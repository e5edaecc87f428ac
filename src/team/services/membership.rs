//! Service layer for teams and their membership.

use crate::{
    config::PolicyConfig,
    events::{DomainEvent, EventEnvelope, EventPublisher, publish_committed},
    naming::{Name, normalize_description},
    project::ports::{ProjectRepository, ProjectRepositoryError, TaskRepository},
    rules::{Actor, Operation, RuleViolation, ensure_permitted, ensure_team_privilege},
    team::{
        domain::{Team, TeamDomainError, TeamId, TeamRole, TeamStatus},
        ports::{TeamRepository, TeamRepositoryError},
    },
    user::{
        domain::{User, UserId},
        ports::{UserRepository, UserRepositoryError},
    },
};
use mockable::Clock;
use std::sync::Arc;
use thiserror::Error;

/// Request payload for creating a team.
#[derive(Debug, Clone, PartialEq, Eq)]
pub struct CreateTeamRequest {
    actor_id: UserId,
    name: String,
    description: Option<String>,
}

impl CreateTeamRequest {
    /// Creates a request with the required team name.
    #[must_use]
    pub fn new(actor_id: UserId, name: impl Into<String>) -> Self {
        Self {
            actor_id,
            name: name.into(),
            description: None,
        }
    }

    /// Sets the team description.
    #[must_use]
    pub fn with_description(mut self, description: impl Into<String>) -> Self {
        self.description = Some(description.into());
        self
    }
}

/// Request payload for adding a user to a team.
#[derive(Debug, Clone, Copy, PartialEq, Eq)]
pub struct AddMemberRequest {
    actor_id: UserId,
    team_id: TeamId,
    user_id: UserId,
    role: TeamRole,
}

impl AddMemberRequest {
    /// Creates a request adding `user_id` as a [`TeamRole::Developer`].
    #[must_use]
    pub const fn new(actor_id: UserId, team_id: TeamId, user_id: UserId) -> Self {
        Self {
            actor_id,
            team_id,
            user_id,
            role: TeamRole::Developer,
        }
    }

    /// Sets the member's role within the team.
    #[must_use]
    pub const fn with_role(mut self, role: TeamRole) -> Self {
        self.role = role;
        self
    }
}

/// Request payload for removing a user from a team.
#[derive(Debug, Clone, Copy, PartialEq, Eq)]
pub struct RemoveMemberRequest {
    actor_id: UserId,
    team_id: TeamId,
    user_id: UserId,
}

impl RemoveMemberRequest {
    /// Creates a removal request.
    #[must_use]
    pub const fn new(actor_id: UserId, team_id: TeamId, user_id: UserId) -> Self {
        Self {
            actor_id,
            team_id,
            user_id,
        }
    }
}

/// Service-level errors for team operations.
#[derive(Debug, Error)]
pub enum TeamServiceError {
    /// Input validation failed.
    #[error(transparent)]
    Domain(#[from] TeamDomainError),
    /// A business rule denied the operation.
    #[error(transparent)]
    Rule(#[from] RuleViolation),
    /// Team repository operation failed.
    #[error(transparent)]
    Repository(#[from] TeamRepositoryError),
    /// User lookup failed.
    #[error(transparent)]
    Users(#[from] UserRepositoryError),
    /// Project or task lookup failed.
    #[error(transparent)]
    Projects(#[from] ProjectRepositoryError),
    /// The acting user does not exist.
    #[error("acting user not found: {0}")]
    ActorNotFound(UserId),
    /// The targeted user does not exist.
    #[error("user not found: {0}")]
    UserNotFound(UserId),
    /// The team does not exist.
    #[error("team not found: {0}")]
    TeamNotFound(TeamId),
}

/// Result type for team service operations.
pub type TeamServiceResult<T> = Result<T, TeamServiceError>;

/// Team and membership orchestration service.
#[derive(Clone)]
pub struct TeamMembershipService<U, T, P, K, E, C>
where
    U: UserRepository,
    T: TeamRepository,
    P: ProjectRepository,
    K: TaskRepository,
    E: EventPublisher,
    C: Clock + Send + Sync,
{
    users: Arc<U>,
    teams: Arc<T>,
    projects: Arc<P>,
    tasks: Arc<K>,
    events: Arc<E>,
    clock: Arc<C>,
    policy: PolicyConfig,
}

impl<U, T, P, K, E, C> TeamMembershipService<U, T, P, K, E, C>
where
    U: UserRepository,
    T: TeamRepository,
    P: ProjectRepository,
    K: TaskRepository,
    E: EventPublisher,
    C: Clock + Send + Sync,
{
    /// Creates a new team membership service with the default policy.
    #[must_use]
    pub fn new(
        users: Arc<U>,
        teams: Arc<T>,
        projects: Arc<P>,
        tasks: Arc<K>,
        events: Arc<E>,
        clock: Arc<C>,
    ) -> Self {
        Self {
            users,
            teams,
            projects,
            tasks,
            events,
            clock,
            policy: PolicyConfig::default(),
        }
    }

    /// Replaces the business policy.
    #[must_use]
    pub const fn with_policy(mut self, policy: PolicyConfig) -> Self {
        self.policy = policy;
        self
    }

    /// Returns the active business policy.
    #[must_use]
    pub const fn policy(&self) -> &PolicyConfig {
        &self.policy
    }

    /// Creates a new active team.
    ///
    /// # Errors
    ///
    /// Returns [`TeamServiceError::Rule`] when the actor may not manage
    /// teams, or [`TeamServiceError::Domain`] when the name is invalid.
    pub async fn create_team(&self, request: CreateTeamRequest) -> TeamServiceResult<Team> {
        let actor = self.actor(request.actor_id).await?;
        authorize(|| ensure_permitted(&actor, Operation::ManageTeam))?;

        let name = Name::with_limit(request.name, self.policy.max_name_length)
            .map_err(TeamDomainError::from)?;
        let team = Team::new(name, normalize_description(request.description), &*self.clock);
        self.teams.store(&team).await?;
        tracing::info!(actor_id = %actor.id(), team_id = %team.id(), "created team");
        self.publish(DomainEvent::TeamCreated { team_id: team.id() }, actor.id())
            .await;
        Ok(team)
    }

    /// Adds a user to a team.
    ///
    /// # Errors
    ///
    /// Returns [`TeamServiceError::Rule`] when the actor lacks team
    /// management rights, the team is inactive or full, or the user is
    /// inactive or already a member.
    pub async fn add_member(&self, request: AddMemberRequest) -> TeamServiceResult<Team> {
        let actor = self.actor(request.actor_id).await?;
        let mut team = self.team(request.team_id).await?;
        authorize(|| {
            ensure_team_privilege(&actor, team.role_of(actor.id()), Operation::ManageTeam)
        })?;

        let candidate = self.user(request.user_id).await?;
        authorize(|| {
            team.add_member(
                &candidate,
                request.role,
                self.policy.team_capacity,
                &*self.clock,
            )
        })?;
        self.teams.update(&team).await?;
        tracing::info!(
            actor_id = %actor.id(),
            team_id = %team.id(),
            user_id = %candidate.id(),
            role = %request.role,
            members = team.member_count(),
            "added team member"
        );
        self.publish(
            DomainEvent::MemberAdded {
                team_id: team.id(),
                user_id: candidate.id(),
                role: request.role,
            },
            actor.id(),
        )
        .await;
        Ok(team)
    }

    /// Removes a user from a team.
    ///
    /// # Errors
    ///
    /// Returns [`TeamServiceError::Rule`] when the actor lacks team
    /// management rights, the user is not a member, or the user still holds
    /// unfinished tasks in the team's projects.
    pub async fn remove_member(&self, request: RemoveMemberRequest) -> TeamServiceResult<Team> {
        let actor = self.actor(request.actor_id).await?;
        let mut team = self.team(request.team_id).await?;
        authorize(|| {
            ensure_team_privilege(&actor, team.role_of(actor.id()), Operation::ManageTeam)
        })?;

        let project_ids: Vec<_> = self
            .projects
            .find_by_team(team.id())
            .await?
            .iter()
            .map(|project| project.id())
            .collect();
        let open_tasks = self
            .tasks
            .count_open_assigned(request.user_id, &project_ids)
            .await?;

        authorize(|| {
            team.remove_member(request.user_id, open_tasks, &*self.clock)
                .map(drop)
        })?;
        self.teams.update(&team).await?;
        tracing::info!(
            actor_id = %actor.id(),
            team_id = %team.id(),
            user_id = %request.user_id,
            "removed team member"
        );
        self.publish(
            DomainEvent::MemberRemoved {
                team_id: team.id(),
                user_id: request.user_id,
            },
            actor.id(),
        )
        .await;
        Ok(team)
    }

    /// Renames a team and replaces its description.
    ///
    /// # Errors
    ///
    /// Returns [`TeamServiceError::Rule`] when the actor lacks team
    /// management rights or the team is archived, or
    /// [`TeamServiceError::Domain`] when the name is invalid.
    pub async fn update_details(
        &self,
        actor_id: UserId,
        team_id: TeamId,
        name: impl Into<String>,
        description: Option<String>,
    ) -> TeamServiceResult<Team> {
        let actor = self.actor(actor_id).await?;
        let mut team = self.team(team_id).await?;
        authorize(|| {
            ensure_team_privilege(&actor, team.role_of(actor.id()), Operation::ManageTeam)
        })?;

        let validated = Name::with_limit(name, self.policy.max_name_length)
            .map_err(TeamDomainError::from)?;
        authorize(|| {
            team.update_details(validated, normalize_description(description), &*self.clock)
        })?;
        self.teams.update(&team).await?;
        tracing::info!(actor_id = %actor.id(), team_id = %team.id(), "updated team details");
        Ok(team)
    }

    /// Moves a team to another lifecycle status.
    ///
    /// # Errors
    ///
    /// Returns [`TeamServiceError::Rule`] when the actor lacks team
    /// management rights or the transition is not permitted.
    pub async fn change_status(
        &self,
        actor_id: UserId,
        team_id: TeamId,
        status: TeamStatus,
    ) -> TeamServiceResult<Team> {
        let actor = self.actor(actor_id).await?;
        let mut team = self.team(team_id).await?;
        authorize(|| {
            ensure_team_privilege(&actor, team.role_of(actor.id()), Operation::ManageTeam)
        })?;

        let previous = team.status();
        authorize(|| team.transition_to(status, &*self.clock))?;
        if previous == status {
            return Ok(team);
        }
        self.teams.update(&team).await?;
        tracing::info!(
            actor_id = %actor.id(),
            team_id = %team.id(),
            from = %previous,
            to = %status,
            "changed team status"
        );
        self.publish(
            DomainEvent::TeamStatusChanged {
                team_id: team.id(),
                status,
            },
            actor.id(),
        )
        .await;
        Ok(team)
    }

    /// Retrieves a team by identifier.
    ///
    /// Returns `Ok(None)` when the team does not exist.
    ///
    /// # Errors
    ///
    /// Returns [`TeamServiceError::Repository`] when lookup fails.
    pub async fn find_by_id(&self, team_id: TeamId) -> TeamServiceResult<Option<Team>> {
        Ok(self.teams.find_by_id(team_id).await?)
    }

    /// Returns the teams a user belongs to.
    ///
    /// # Errors
    ///
    /// Returns [`TeamServiceError::Repository`] when lookup fails.
    pub async fn teams_of(&self, user_id: UserId) -> TeamServiceResult<Vec<Team>> {
        Ok(self.teams.find_by_member(user_id).await?)
    }

    async fn actor(&self, actor_id: UserId) -> TeamServiceResult<Actor> {
        self.users
            .find_by_id(actor_id)
            .await?
            .map(|user| user.as_actor())
            .ok_or(TeamServiceError::ActorNotFound(actor_id))
    }

    async fn user(&self, user_id: UserId) -> TeamServiceResult<User> {
        self.users
            .find_by_id(user_id)
            .await?
            .ok_or(TeamServiceError::UserNotFound(user_id))
    }

    async fn team(&self, team_id: TeamId) -> TeamServiceResult<Team> {
        self.teams
            .find_by_id(team_id)
            .await?
            .ok_or(TeamServiceError::TeamNotFound(team_id))
    }

    async fn publish(&self, event: DomainEvent, actor_id: UserId) {
        publish_committed(&*self.events, EventEnvelope::new(event, actor_id, &*self.clock)).await;
    }
}

fn authorize(check: impl FnOnce() -> Result<(), RuleViolation>) -> Result<(), RuleViolation> {
    check().inspect_err(|violation| tracing::warn!(%violation, "team operation denied"))
}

--------

* **WORK INSTRUCTION**: "management" is the word to look for; copy every line of the data that has it.

* **REPLY TO THE EXERCISE**:
    /// management rights, the team is inactive or full, or the user is
    /// management rights, the user is not a member, or the user still holds
    /// management rights or the team is archived, or
    /// management rights or the transition is not permitted.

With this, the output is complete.